= Game brain =

Long-term effect of playing video games on the human brain

Game brain (ゲーム脳, Gēmu nō) is a term coined by Akio Mori referring to human brains affected by the long-term effect of playing video games. Mori, a professor in the Humanities and Sciences division of Nihon University in Japan, originally coined the term and presented the concept in his 2002 book The Terror of Game Brain (ゲーム脳の恐怖, Gēmu Nō no Kyōfu). It has been criticized by neuroscientists as pseudoscientific.

==Summary==

Example of an EEG reading filtered to display beta waves

Mori performed an experiment at Tokyo's Nihon University designed to measure the effect of video games on human brain activity by examining beta waves, which are produced during Beta states – the states associated with normal waking consciousness. Mori claims that his study has revealed that people who spend long periods playing video games exhibit less activity in the brain's prefrontal region, which governs emotion and creativity, compared to their peers. He claims that the experiment demonstrates the existence of an "adverse effect that video games have on the human brain". Specifically, Mori asserts that side effects can include loss of concentration, an inability to control temper and problems socializing or associating with others. Additionally, if the subject persists gaming over a long period of time, Mori concluded that the alterations in the subject’s brain could eventually develop into a permanent effect. Game brain refers to these effects and the state of the brain.

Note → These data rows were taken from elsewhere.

use tracing::warn;

use crate::{dto::health::HealthResponse, state::SharedState};

/// Respond with the health payload while logging connectivity issues.
pub async fn health_status(state: &SharedState) -> HealthResponse {
    match state.require_room_store().await {
        Ok(store) => {
            if let Err(err) = store.health_check().await {
                warn!(error = %err, "storage health check failed");
            }
        }
        Err(_) => warn!("storage unavailable (degraded mode)"),
    }

    let now = state.now();
    if state.is_degraded().await {
        HealthResponse::degraded(now)
    } else {
        HealthResponse::ok(now)
    }
}
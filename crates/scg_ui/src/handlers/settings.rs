//! Settings page handlers.

use crate::app::{App, Page};

impl App {
    /// Open the settings page with edit buffers seeded from the config.
    pub fn open_settings(&mut self) {
        let settings = self.config.settings();
        self.pending_endpoint = settings.server.endpoint.clone();
        self.pending_autoscroll = settings.logging.autoscroll;
        self.page = Page::Settings;
    }

    /// Apply the edit buffers and write the config to disk.
    pub fn save_settings(&mut self) {
        let endpoint = self.pending_endpoint.trim().to_string();
        if endpoint.is_empty() {
            self.append_log("[WARNING] Endpoint cannot be empty");
            return;
        }

        {
            let settings = self.config.settings_mut();
            settings.server.endpoint = endpoint;
            settings.logging.autoscroll = self.pending_autoscroll;
        }

        match self.config.save() {
            Ok(()) => {
                let endpoint = self.config.settings().server.endpoint.clone();
                self.append_log("Settings saved.");
                self.append_log(&format!("Analysis endpoint: {endpoint}"));
            }
            Err(e) => self.append_log(&format!("[ERROR] Failed to save settings: {e}")),
        }

        self.page = Page::Main;
    }

    /// Discard the edit buffers.
    pub fn close_settings(&mut self) {
        self.page = Page::Main;
    }
}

His theory has gained some recognition in popular culture, especially among parents who believe that video gaming can have detrimental effects on child development. It has, in many instances, affected local policy and decision-making regarding the selling of games to minors. Often, when cases of juvenile delinquency and child misbehaviour are suspected to be a result of over-exposure to video games, Japanese media will suggest game brain as a possible explanation. Mori insisted that use of the internet was the cause of the Sasebo slashing.

==Criticism==
Mori's theory was criticized by established neuroscientists and brain specialists as unwarranted research because he used unreliable measures and misinterpreted the fluctuations of beta waves. One of his critics, Dennis Schutter, a neuroscientist specialising in the EEG signatures of different emotional states, has stated, "My guess is that fatigue is the most likely cause of the absence of the beta waves and not the gaming per se."

Mori's book was nominated for the Japan Outrageous Book Award (日本トンデモ本大賞, Nihon Tondemo-bon Taishō) in 2003. Ryuta Kawashima later developed the game Brain Age: Train Your Brain in Minutes a Day! Kawashima claimed that Game Brain was "superstition". Mori's theory focused on video games, but he did not determine any particular kind. There are controversies over violent video games over the world, but his theory is limited to Japan. Professor Akira Baba of the graduate school of the University of Tokyo pointed out that even shogi player Yoshiharu Habu probably has Game Brain under his theory.

Although Mori's theory is cited as pseudoscience by many neuroscientists and political figures, it became popular with some in Japan. Nevertheless, it faced criticism, with Japanese neuroscientist Tadaharu Tsumoto stating in 2006 to disregard it.

Although the studies in Japan have seemingly ceased, there have been a multitude of studies in America that have furthered the world's understanding of what this ultra-popular activity has on the brain. With the ease of access cell phones present to the current world, Game Brain's influence is at an all time high because of their broad use. The introduction of violence in the form of games at a young age has incited a fear in parents that the children playing the games would have an immunity to violence in the future, which is a result of the popularity of violence-inclusive games in the more recent trends across the planet and is a worrying thought for parents around the world.

It has also been proven that video game addiction, particularly when the individuals are introduced at a young age, has caused dips in the social aptitude and comfort in social situations of the subjects. The prefrontal lobe of the brain, which controls creativity and emotion as aforementioned, also controls social skills, meaning that children who have a gaming addiction may not grow to be used to being in social situations as those who have more experience in those kinds of situations. This gradually becomes more of an issue as the children age.